A straight-forward and commonly-used way:

- build the program into a binary executable file,
- tar the binary file, configuration file, and shared libraries,
- scp the tarball to all nodes, and untar,
- start the program on some nodes,
- remove the untar-ed files after the job finishes.

Kubernetes

- deploy once and run many times
- rollout new versions
- rollback to old versions

# It is inefficient to deploy and remove a program every time we run a
# job, because we might run a program multiple times.  However, it is a
# hard manual labor to maintain a cache of deployed programs -- consider
# that once a new version of the program is released, we need to make
# sure that newly started jobs run the new version, without killing
# existing jobs that run the old version.  This is called *rollout*.  A
# similar problem is *rollback* -- if we find that the newly released
# version has a bug, we need to go back with the old version.

* Dynamic Scheduling and Elastic Scaling

An example

- an experiment job A is using all 100 GPUs
- a production job starts and need 50 GPUs
- MPI would need to kill A to free resource for B
- Is research kind of second-class work?!

Kubernetes

- Kubernetes kills 50 workers of A to free resource for B.
- After B completes, Kubernetes restart those 50 workers of A.
- If A runs asynchronous SGD instead of sync SGD, it can continue with 50 workers.

#----------------------------------------------------------------------
# Consider the case that an experiment model training job is using all
# the 100 GPUs in the cluster.  And a production job get started and ask
# for 50 GPUs.  If we use MPI, we'd have to kill the experiment job so
# to release enough resource to run the production job.  This tend to
# make the owner of the experiment job feeling that he himself is doing
# a "second-class" job.

# Kubernetes is smarter than MPI as it can kill only 50 workers of the
# experiment job, so to allow both jobs run at the same time.  But this
# also requires that we change our program -- we have to abandon the
# highly optimized AllReduce operation, because it would block if some
# workers are killed and cannot join this collaborative operation.

# Remember the reason that we use AllReduce is because we use
# synchronous SGD.  But in order to write a distributed DNN training
# program, we might have to use asynchronous SGD, even if asynchronous
# SGD is arguably slower than its synchronous counterpart.

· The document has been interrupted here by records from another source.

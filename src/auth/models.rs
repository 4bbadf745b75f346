//! Data models for the session lifecycle engine: stored entity/token
//! shapes, new-row payloads handed to the repositories, and the response
//! envelopes returned by the facade.
//!
//! Every envelope carries `valid` + `error`; callers must check `valid`
//! before trusting any other field. All timestamps are epoch seconds.

use serde::{Deserialize, Serialize};

use crate::domain::{AccessTokenId, CredentialId, EntityId, RefreshTokenId};

/// Stored representation of an authenticable entity.
#[derive(Debug, Clone, Serialize, Deserialize)]
#[serde(rename_all = "camelCase")]
pub struct Entity {
    pub id: EntityId,
    pub primary_email: String,
    pub primary_phone: Option<String>,
    pub is_verified: bool,
    pub verification_code: Option<String>,
    pub verification_code_expires_at: i64,
    pub public_identifier: String,
    pub active: bool,
    pub created_at: i64,
    pub deleted_at: Option<i64>,
}

/// Optional client metadata captured alongside issued tokens.
#[derive(Debug, Clone, Default, Serialize, Deserialize)]
#[serde(rename_all = "camelCase")]
pub struct ClientMetadata {
    pub ip_address: Option<String>,
    pub user_agent: Option<String>,
    pub device_fingerprint: Option<String>,
}

/// New access token row payload.
#[derive(Debug, Clone)]
pub struct NewAccessToken {
    pub id: AccessTokenId,
    pub entity_id: EntityId,
    pub refresh_token_id: RefreshTokenId,
    pub token: String,
    pub token_random_id: String,
    pub client: ClientMetadata,
    pub created_at: i64,
    pub expires_at: i64,
}

/// New refresh token row payload.
#[derive(Debug, Clone)]
pub struct NewRefreshToken {
    pub id: RefreshTokenId,
    pub entity_id: EntityId,
    pub token: String,
    pub token_random_id: String,
    pub client: ClientMetadata,
    pub created_at: i64,
    pub expires_at: i64,
}

/// A freshly minted refresh/access token pair, persisted as one unit.
#[derive(Debug, Clone)]
pub struct NewSessionTokens {
    pub refresh: NewRefreshToken,
    pub access: NewAccessToken,
}

/// Registration payload: the entity row, its password credential, and the
/// login-method link, written together in one transaction.
#[derive(Debug, Clone)]
pub struct NewPasswordRegistration {
    pub entity_id: EntityId,
    pub credential_id: CredentialId,
    pub primary_email: String,
    pub primary_phone: Option<String>,
    pub public_identifier: String,
    pub identifier: String,
    pub password_hash: String,
    pub created_at: i64,
}

/// Credential lookup result used by password login.
#[derive(Debug, Clone)]
pub struct PasswordCredential {
    pub entity_id: EntityId,
    pub credential_id: CredentialId,
    pub password_hash: String,
}

/// Reset lookup result used by change-password.
#[derive(Debug, Clone)]
pub struct ResetCredential {
    pub entity_id: EntityId,
    pub credential_id: CredentialId,
}

/// Envelope for operations that issue a full access + refresh pair
/// (registration and password login).
#[derive(Debug, Clone, Serialize, Deserialize)]
#[serde(rename_all = "camelCase")]
pub struct SessionResponse {
    pub entity: Option<EntityId>,
    pub token: String,
    pub token_expires_at: i64,
    pub refresh_token: String,
    pub refresh_token_expires_at: i64,
    pub valid: bool,
    pub error: String,
}

impl SessionResponse {
    pub fn issued(entity: EntityId, tokens: &NewSessionTokens) -> Self {
        Self {
            entity: Some(entity),
            token: tokens.access.token.clone(),
            token_expires_at: tokens.access.expires_at,
            refresh_token: tokens.refresh.token.clone(),
            refresh_token_expires_at: tokens.refresh.expires_at,
            valid: true,
            error: String::new(),
        }
    }

    pub fn rejected(message: impl Into<String>) -> Self {
        Self {
            entity: None,
            token: String::new(),
            token_expires_at: 0,
            refresh_token: String::new(),
            refresh_token_expires_at: 0,
            valid: false,
            error: message.into(),
        }
    }
}

/// Envelope for operations that mint only a new access token
/// (refresh flows).
#[derive(Debug, Clone, Serialize, Deserialize)]
#[serde(rename_all = "camelCase")]
pub struct AccessTokenResponse {
    pub entity: Option<EntityId>,
    pub token: String,
    pub token_expires_at: i64,
    pub valid: bool,
    pub error: String,
}

impl AccessTokenResponse {
    pub fn issued(entity: EntityId, token: &NewAccessToken) -> Self {
        Self {
            entity: Some(entity),
            token: token.token.clone(),
            token_expires_at: token.expires_at,
            valid: true,
            error: String::new(),
        }
    }

    pub fn rejected(message: impl Into<String>) -> Self {
        Self {
            entity: None,
            token: String::new(),
            token_expires_at: 0,
            valid: false,
            error: message.into(),
        }
    }
}

/// Envelope for operations that carry no payload beyond the outcome
/// (logouts, verification, password change, deletion).
#[derive(Debug, Clone, Serialize, Deserialize)]
#[serde(rename_all = "camelCase")]
pub struct AcknowledgeResponse {
    pub entity: Option<EntityId>,
    pub valid: bool,
    pub error: String,
}

impl AcknowledgeResponse {
    pub fn acknowledged(entity: EntityId) -> Self {
        Self { entity: Some(entity), valid: true, error: String::new() }
    }

    pub fn rejected(message: impl Into<String>) -> Self {
        Self { entity: None, valid: false, error: message.into() }
    }
}

/// Envelope carrying a freshly generated verification code. Delivery of
/// the code to the entity is the caller's responsibility.
#[derive(Debug, Clone, Serialize, Deserialize)]
#[serde(rename_all = "camelCase")]
pub struct VerificationCodeResponse {
    pub entity: Option<EntityId>,
    pub code: String,
    pub valid: bool,
    pub error: String,
}

impl VerificationCodeResponse {
    pub fn issued(entity: EntityId, code: String) -> Self {
        Self { entity: Some(entity), code, valid: true, error: String::new() }
    }

    pub fn rejected(message: impl Into<String>) -> Self {
        Self { entity: None, code: String::new(), valid: false, error: message.into() }
    }
}

/// Envelope carrying a password reset token. Delivery is the caller's
/// responsibility.
#[derive(Debug, Clone, Serialize, Deserialize)]
#[serde(rename_all = "camelCase")]
pub struct PasswordResetResponse {
    pub entity: Option<EntityId>,
    pub password_reset_token: String,
    pub valid: bool,
    pub error: String,
}

impl PasswordResetResponse {
    pub fn issued(entity: EntityId, password_reset_token: String) -> Self {
        Self { entity: Some(entity), password_reset_token, valid: true, error: String::new() }
    }

    pub fn rejected(message: impl Into<String>) -> Self {
        Self {
            entity: None,
            password_reset_token: String::new(),
            valid: false,
            error: message.into(),
        }
    }
}

/// Envelope carrying a read-only projection of an entity.
#[derive(Debug, Clone, Serialize, Deserialize)]
#[serde(rename_all = "camelCase")]
pub struct EntityDetailsResponse {
    pub entity: Option<Entity>,
    pub valid: bool,
    pub error: String,
}

impl EntityDetailsResponse {
    pub fn found(entity: Entity) -> Self {
        Self { entity: Some(entity), valid: true, error: String::new() }
    }

    pub fn rejected(message: impl Into<String>) -> Self {
        Self { entity: None, valid: false, error: message.into() }
    }
}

# With asynchronous SGD, workers don't talk with each other; instead,
# each worker occasionally talk with the parameter server.  If some
# workers get preempted by higher priority jobs, other workers can go on
# with the training job.  Once the preempted worker gets restarted, it
# can ask the parameter server for the current model and re-join the
# job.  If the parameter server itself gets preempted, all workers can
# go on update their local model for a while without talking to the
# parameter server.  Once the parameter server gets restarted, workers
# can resume the occasional update with the parameter server. 
#----------------------------------------------------------------------

* Auto Fault Recovery and Scalable Computing

- Scalability is not just speedup.  It depends on auto fault recovery!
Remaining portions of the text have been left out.